#### [What needs to be done]
Print exactly the lines below between the line holding "let _ = self.cmd_tx.send(RelayCommand::Started(session_id));" and the line holding "reload. The last", inclusive, and nothing more.

Collected data entries
↓
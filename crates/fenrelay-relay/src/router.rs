//! Relay router actor.
//!
//! Owns the session table. Raw reports, finished stability rounds and
//! engine link events are handled one at a time in a single task.

use std::collections::HashMap;
use std::sync::Arc;
use std::time::Duration;

use fenrelay_core::wire::DEFAULT_SEARCH_DEPTH;
use fenrelay_core::{ConnectionState, EngineReply, OutboundRequest, Position, SessionId};
use fenrelay_detector::{
    Observer, ReportDisposition, RoundOutcome, RoundReport, StabilityConfig, StabilityDetector,
};
use fenrelay_link::{LinkEvent, LinkHandle};
use fenrelay_settings::RelaySettings;
use fenrelay_telemetry::{names, MetricsRecorder};
use tokio::sync::broadcast::error::RecvError;
use tokio::sync::{broadcast, mpsc, oneshot};
use tracing::{debug, info, trace, warn};

use crate::dedup::DedupTable;
use crate::sink::DisplaySink;
use crate::status::SessionStatus;

/// Router settings.
#[derive(Clone, Copy, Debug, PartialEq, Eq)]
pub struct RelayConfig {
    pub stability: StabilityConfig,
    pub search_depth: u32,
    /// Confirm whatever the observer shows as soon as a session starts.
    pub prime_on_start: bool,
}

impl Default for RelayConfig {
    fn default() -> Self {
        Self {
            stability: StabilityConfig::default(),
            search_depth: DEFAULT_SEARCH_DEPTH,
            prime_on_start: false,
        }
    }
}

impl From<&RelaySettings> for RelayConfig {
    fn from(settings: &RelaySettings) -> Self {
        Self {
            stability: StabilityConfig::from(&settings.stability),
            search_depth: settings.engine.search_depth,
            prime_on_start: settings.stability.prime_on_start,
        }
    }
}

enum RelayCommand {
    Report { session_id: SessionId, raw: String },
    Started(SessionId),
    Ended(SessionId),
    RestartDetector(SessionId),
    Status {
        session_id: SessionId,
        reply: oneshot::Sender<Option<SessionStatus>>,
    },
    Sessions(oneshot::Sender<Vec<SessionId>>),
    Shutdown,
}

/// Cloneable handle to the router task.
#[derive(Clone)]
pub struct RelayHandle {
    cmd_tx: mpsc::UnboundedSender<RelayCommand>,
}

impl RelayHandle {
    /// Push a raw position from the observer. Creates the session on first
    /// use.
    pub fn report_raw_position(&self, session_id: SessionId, raw: impl Into<String>) {
        let _ = self.cmd_tx.send(RelayCommand::Report {
            session_id,
            raw: raw.into(),
        });
    }

    pub fn session_started(&self, session_id: SessionId) {
        let _ = self.cmd_tx.send(RelayCommand::Started(session_id));
    }

    /// Drop the session and cancel its pending timers.
    pub fn session_ended(&self, session_id: SessionId) {
        let _ = self.cmd_tx.send(RelayCommand::Ended(session_id));
    }

    /// Reset the session's detector as after a page reload. The last
    /// transmitted key is kept, so re-confirming the same position is
    /// reported as a duplicate.
    pub fn restart_detector(&self, session_id: SessionId) {
        let _ = self.cmd_tx.send(RelayCommand::RestartDetector(session_id));
    }

    /// `None` for unknown sessions or once the router has stopped.
    pub async fn status(&self, session_id: SessionId) -> Option<SessionStatus> {
        let (tx, rx) = oneshot::channel();
        self.cmd_tx
            .send(RelayCommand::Status {
                session_id,
                reply: tx,
            })
            .ok()?;
        rx.await.ok().flatten()
    }

    /// Live sessions, sorted.
    pub async fn sessions(&self) -> Vec<SessionId> {
        let (tx, rx) = oneshot::channel();
        if self.cmd_tx.send(RelayCommand::Sessions(tx)).is_err() {
            return Vec::new();
        }
        rx.await.unwrap_or_default()
    }

    pub fn shutdown(&self) {
        let _ = self.cmd_tx.send(RelayCommand::Shutdown);
    }
}

struct Session {
    detector: StabilityDetector,
    last_raw: Option<String>,
    ever_transmitted: bool,
}

/// The relay's session owner.
pub struct Router {
    config: RelayConfig,
    observer: Arc<dyn Observer>,
    link: LinkHandle,
    sink: Arc<dyn DisplaySink>,
    metrics: Arc<MetricsRecorder>,

    sessions: HashMap<SessionId, Session>,
    dedup: DedupTable,
    connection: ConnectionState,
    last_reply: Option<EngineReply>,
    rounds_tx: mpsc::UnboundedSender<RoundReport>,
}

impl Router {
    pub fn spawn(
        config: RelayConfig,
        observer: Arc<dyn Observer>,
        link: LinkHandle,
        sink: Arc<dyn DisplaySink>,
        metrics: Arc<MetricsRecorder>,
    ) -> RelayHandle {
        let (cmd_tx, cmd_rx) = mpsc::unbounded_channel();
        let (rounds_tx, rounds_rx) = mpsc::unbounded_channel();
        let link_events = link.subscribe();

        let router = Self {
            config,
            observer,
            connection: link.status().reported(),
            link,
            sink,
            metrics,
            sessions: HashMap::new(),
            dedup: DedupTable::new(),
            last_reply: None,
            rounds_tx,
        };
        let _task = tokio::spawn(router.run(cmd_rx, rounds_rx, link_events));
        RelayHandle { cmd_tx }
    }

    async fn run(
        mut self,
        mut cmd_rx: mpsc::UnboundedReceiver<RelayCommand>,
        mut rounds_rx: mpsc::UnboundedReceiver<RoundReport>,
        mut link_events: broadcast::Receiver<LinkEvent>,
    ) {
        let mut link_open = true;
        loop {
            tokio::select! {
                cmd = cmd_rx.recv() => match cmd {
                    Some(RelayCommand::Shutdown) | None => break,
                    Some(cmd) => self.on_command(cmd),
                },
                Some(report) = rounds_rx.recv() => self.on_round(report),
                event = link_events.recv(), if link_open => match event {
                    Ok(event) => self.on_link_event(event),
                    Err(RecvError::Lagged(skipped)) => {
                        warn!(skipped, "router fell behind on link events");
                    }
                    Err(RecvError::Closed) => {
                        warn!("engine link stopped");
                        link_open = false;
                    }
                },
            }
        }

        for session in self.sessions.values_mut() {
            session.detector.clear_timers();
        }
        debug!(sessions = self.sessions.len(), "router stopped");
    }

    fn on_command(&mut self, cmd: RelayCommand) {
        match cmd {
            RelayCommand::Report { session_id, raw } => self.report(session_id, raw),
            RelayCommand::Started(session_id) => self.session_started(session_id),
            RelayCommand::Ended(session_id) => self.session_ended(&session_id),
            RelayCommand::RestartDetector(session_id) => {
                if let Some(session) = self.sessions.get_mut(&session_id) {
                    session.detector.restart();
                    debug!(session_id = %session_id, "detector restarted");
                }
            }
            RelayCommand::Status { session_id, reply } => {
                let _ = reply.send(self.status(&session_id));
            }
            RelayCommand::Sessions(reply) => {
                let mut ids: Vec<SessionId> = self.sessions.keys().cloned().collect();
                ids.sort();
                let _ = reply.send(ids);
            }
            RelayCommand::Shutdown => {}
        }
    }

    fn session_entry(&mut self, session_id: &SessionId) -> &mut Session {
        let config = self.config.stability;
        self.sessions.entry(session_id.clone()).or_insert_with(|| {
            info!(session_id = %session_id, "session created");
            Session {
                detector: StabilityDetector::new(session_id.clone(), config),
                last_raw: None,
                ever_transmitted: false,
            }
        })
    }

    fn report(&mut self, session_id: SessionId, raw: String) {
        let observer = Arc::clone(&self.observer);
        let rounds_tx = self.rounds_tx.clone();
        let session = self.session_entry(&session_id);
        let disposition = session.detector.report(&raw, observer, rounds_tx);
        session.last_raw = Some(raw);

        match disposition {
            Ok(ReportDisposition::Started) => {
                trace!(session_id = %session_id, "report started a sampling round");
            }
            Ok(ReportDisposition::Coalesced) => {
                self.metrics.counter_inc(names::REPORTS_COALESCED, &[], 1);
                trace!(session_id = %session_id, "report coalesced");
            }
            Err(e) => {
                self.metrics.counter_inc(names::REPORTS_MALFORMED, &[], 1);
                debug!(session_id = %session_id, error = %e, "dropping raw report");
            }
        }
    }

    fn session_started(&mut self, session_id: SessionId) {
        let _ = self.session_entry(&session_id);
        self.sink
            .connection_state(Some(&session_id), self.connection);
        self.link.connect();

        if !self.config.prime_on_start {
            return;
        }
        let observer = Arc::clone(&self.observer);
        let primed = self
            .sessions
            .get_mut(&session_id)
            .and_then(|session| session.detector.prime(observer.as_ref()));
        if let Some(position) = primed {
            debug!(session_id = %session_id, position = %position, "primed from observer");
            self.confirmed(&session_id, position, None);
        }
    }

    fn session_ended(&mut self, session_id: &SessionId) {
        let Some(mut session) = self.sessions.remove(session_id) else {
            return;
        };
        session.detector.clear_timers();
        self.dedup.forget(session_id);
        self.link.forget(session_id);
        info!(session_id = %session_id, "session ended");
    }

    fn on_round(&mut self, report: RoundReport) {
        let Some(session) = self.sessions.get_mut(&report.session_id) else {
            trace!(session_id = %report.session_id, "round report for ended session");
            return;
        };
        let confirmed = session.detector.complete(&report);

        match (&report.outcome, confirmed) {
            (RoundOutcome::Confirmed { elapsed, .. }, Some(position)) => {
                self.confirmed(&report.session_id, position, Some(*elapsed));
            }
            (RoundOutcome::Abandoned(reason), _) => {
                self.metrics
                    .counter_inc(names::ROUNDS_ABANDONED, &[("reason", reason.as_str())], 1);
                debug!(
                    session_id = %report.session_id,
                    reason = reason.as_str(),
                    "sampling round abandoned"
                );
            }
            _ => {}
        }
    }

    fn confirmed(&mut self, session_id: &SessionId, position: Position, latency: Option<Duration>) {
        self.metrics.counter_inc(names::POSITIONS_CONFIRMED, &[], 1);
        if let Some(latency) = latency {
            self.metrics.histogram_observe(
                names::CONFIRM_LATENCY_MS,
                &[],
                latency.as_millis() as f64,
            );
        }

        let outcome = self.dedup.note_and_check(session_id, &position);
        info!(
            session_id = %session_id,
            position = %position,
            is_duplicate = outcome.is_duplicate,
            "position confirmed"
        );
        self.sink
            .position_confirmed(session_id, &position, outcome.is_duplicate);

        if outcome.is_duplicate {
            self.metrics.counter_inc(names::POSITIONS_DUPLICATE, &[], 1);
            return;
        }
        if let Some(session) = self.sessions.get_mut(session_id) {
            session.ever_transmitted = true;
        }
        self.link.submit(OutboundRequest::new(
            session_id.clone(),
            position,
            self.config.search_depth,
        ));
    }

    fn on_link_event(&mut self, event: LinkEvent) {
        match event {
            LinkEvent::StatusChanged(status) => {
                let reported = status.reported();
                if reported != self.connection {
                    self.connection = reported;
                    self.sink.connection_state(None, reported);
                }
            }
            LinkEvent::RequestSent { session_id, .. } => {
                if self.sessions.contains_key(&session_id) {
                    self.sink.request_sent(&session_id);
                }
            }
            LinkEvent::Reply { session_id, reply } => {
                match session_id {
                    Some(session_id) if self.sessions.contains_key(&session_id) => {
                        self.sink.engine_reply(&session_id, &reply);
                    }
                    Some(session_id) => {
                        debug!(session_id = %session_id, "reply for ended session dropped");
                    }
                    None => {
                        for session_id in self.sessions.keys() {
                            self.sink.engine_reply(session_id, &reply);
                        }
                    }
                }
                self.last_reply = Some(reply);
            }
        }
    }

    fn status(&self, session_id: &SessionId) -> Option<SessionStatus> {
        let session = self.sessions.get(session_id)?;
        Some(SessionStatus {
            session_id: session_id.clone(),
            phase: session.detector.phase().as_str(),
            last_raw: session.last_raw.clone(),
            last_confirmed: session.detector.last_confirmed().cloned(),
            connection: self.link.status().reported(),
            show_status: session.ever_transmitted,
            in_flight: self.link.is_in_flight(session_id),
            last_engine_reply: self.last_reply.clone(),
        })
    }
}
↑
#### [Answer for this exercise]
        let _ = self.cmd_tx.send(RelayCommand::Started(session_id));
    }

    /// Drop the session and cancel its pending timers.
    pub fn session_ended(&self, session_id: SessionId) {
        let _ = self.cmd_tx.send(RelayCommand::Ended(session_id));
    }

    /// Reset the session's detector as after a page reload. The last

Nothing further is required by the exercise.